Brief
Nothing may be left out, so copy every entry exactly.

Given records
- - - - - - -

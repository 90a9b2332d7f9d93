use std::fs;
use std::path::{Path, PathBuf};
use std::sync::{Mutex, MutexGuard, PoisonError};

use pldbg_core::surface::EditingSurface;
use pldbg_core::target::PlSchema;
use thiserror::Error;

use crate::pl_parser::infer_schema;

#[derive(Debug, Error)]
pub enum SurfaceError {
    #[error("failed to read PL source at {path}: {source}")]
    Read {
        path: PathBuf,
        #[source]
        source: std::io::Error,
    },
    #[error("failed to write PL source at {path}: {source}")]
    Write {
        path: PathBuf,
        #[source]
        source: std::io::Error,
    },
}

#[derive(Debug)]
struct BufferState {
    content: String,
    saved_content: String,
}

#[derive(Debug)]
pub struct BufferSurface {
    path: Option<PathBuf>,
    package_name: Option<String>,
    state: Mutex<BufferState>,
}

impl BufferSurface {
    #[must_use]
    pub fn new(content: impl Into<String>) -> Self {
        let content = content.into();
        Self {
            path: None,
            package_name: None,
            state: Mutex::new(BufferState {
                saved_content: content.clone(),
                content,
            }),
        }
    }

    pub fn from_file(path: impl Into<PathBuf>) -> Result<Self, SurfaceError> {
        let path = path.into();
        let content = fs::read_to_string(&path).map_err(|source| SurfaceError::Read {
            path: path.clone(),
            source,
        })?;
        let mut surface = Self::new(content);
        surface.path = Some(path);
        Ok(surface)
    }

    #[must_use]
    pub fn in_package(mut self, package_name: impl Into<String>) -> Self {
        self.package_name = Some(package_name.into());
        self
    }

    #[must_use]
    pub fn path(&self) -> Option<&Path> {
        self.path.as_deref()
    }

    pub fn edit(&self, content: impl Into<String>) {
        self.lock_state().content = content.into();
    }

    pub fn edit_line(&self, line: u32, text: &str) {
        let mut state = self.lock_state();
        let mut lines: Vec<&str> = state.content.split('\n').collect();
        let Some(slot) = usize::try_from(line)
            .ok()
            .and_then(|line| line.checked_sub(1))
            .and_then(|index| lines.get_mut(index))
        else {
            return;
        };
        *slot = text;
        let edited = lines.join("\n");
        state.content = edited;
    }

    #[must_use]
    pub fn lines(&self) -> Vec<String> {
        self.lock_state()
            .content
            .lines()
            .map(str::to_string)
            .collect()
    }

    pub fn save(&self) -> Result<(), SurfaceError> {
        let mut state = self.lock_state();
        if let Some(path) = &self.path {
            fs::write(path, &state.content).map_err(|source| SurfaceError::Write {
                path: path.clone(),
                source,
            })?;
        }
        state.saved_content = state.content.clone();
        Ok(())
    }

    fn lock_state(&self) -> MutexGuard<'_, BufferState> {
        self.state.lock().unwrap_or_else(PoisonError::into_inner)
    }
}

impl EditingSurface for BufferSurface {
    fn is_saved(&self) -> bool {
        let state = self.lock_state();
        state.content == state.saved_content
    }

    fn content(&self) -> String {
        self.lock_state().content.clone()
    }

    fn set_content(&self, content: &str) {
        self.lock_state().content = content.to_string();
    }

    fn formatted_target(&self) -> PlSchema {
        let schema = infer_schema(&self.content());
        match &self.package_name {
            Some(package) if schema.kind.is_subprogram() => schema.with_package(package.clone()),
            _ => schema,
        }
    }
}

- - - - - - -

Output below
repository 90a9b2332d7f9d93
use std::fs;
use std::path::{Path, PathBuf};
use std::sync::{Mutex, MutexGuard, PoisonError};

use pldbg_core::surface::EditingSurface;
use pldbg_core::target::PlSchema;
use thiserror::Error;

use crate::pl_parser::infer_schema;

#[derive(Debug, Error)]
pub enum SurfaceError {
    #[error("failed to read PL source at {path}: {source}")]
    Read {
        path: PathBuf,
        #[source]
        source: std::io::Error,
    },
    #[error("failed to write PL source at {path}: {source}")]
    Write {
        path: PathBuf,
        #[source]
        source: std::io::Error,
    },
}

#[derive(Debug)]
struct BufferState {
    content: String,
    saved_content: String,
}

#[derive(Debug)]
pub struct BufferSurface {
    path: Option<PathBuf>,
    package_name: Option<String>,
    state: Mutex<BufferState>,
}

impl BufferSurface {
    #[must_use]
    pub fn new(content: impl Into<String>) -> Self {
        let content = content.into();
        Self {
            path: None,
            package_name: None,
            state: Mutex::new(BufferState {
                saved_content: content.clone(),
                content,
            }),
        }
    }

    pub fn from_file(path: impl Into<PathBuf>) -> Result<Self, SurfaceError> {
        let path = path.into();
        let content = fs::read_to_string(&path).map_err(|source| SurfaceError::Read {
            path: path.clone(),
            source,
        })?;
        let mut surface = Self::new(content);
        surface.path = Some(path);
        Ok(surface)
    }

    #[must_use]
    pub fn in_package(mut self, package_name: impl Into<String>) -> Self {
        self.package_name = Some(package_name.into());
        self
    }

    #[must_use]
    pub fn path(&self) -> Option<&Path> {
        self.path.as_deref()
    }

    pub fn edit(&self, content: impl Into<String>) {
        self.lock_state().content = content.into();
    }

    pub fn edit_line(&self, line: u32, text: &str) {
        let mut state = self.lock_state();
        let mut lines: Vec<&str> = state.content.split('\n').collect();
        let Some(slot) = usize::try_from(line)
            .ok()
            .and_then(|line| line.checked_sub(1))
            .and_then(|index| lines.get_mut(index))
        else {
            return;
        };
        *slot = text;
        let edited = lines.join("\n");
        state.content = edited;
    }

    #[must_use]
    pub fn lines(&self) -> Vec<String> {
        self.lock_state()
            .content
            .lines()
            .map(str::to_string)
            .collect()
    }

    pub fn save(&self) -> Result<(), SurfaceError> {
        let mut state = self.lock_state();
        if let Some(path) = &self.path {
            fs::write(path, &state.content).map_err(|source| SurfaceError::Write {
                path: path.clone(),
                source,
            })?;
        }
        state.saved_content = state.content.clone();
        Ok(())
    }

    fn lock_state(&self) -> MutexGuard<'_, BufferState> {
        self.state.lock().unwrap_or_else(PoisonError::into_inner)
    }
}

impl EditingSurface for BufferSurface {
    fn is_saved(&self) -> bool {
        let state = self.lock_state();
        state.content == state.saved_content
    }

    fn content(&self) -> String {
        self.lock_state().content.clone()
    }

    fn set_content(&self, content: &str) {
        self.lock_state().content = content.to_string();
    }

    fn formatted_target(&self) -> PlSchema {
        let schema = infer_schema(&self.content());
        match &self.package_name {
            Some(package) if schema.kind.is_subprogram() => schema.with_package(package.clone()),
            _ => schema,
        }
    }
}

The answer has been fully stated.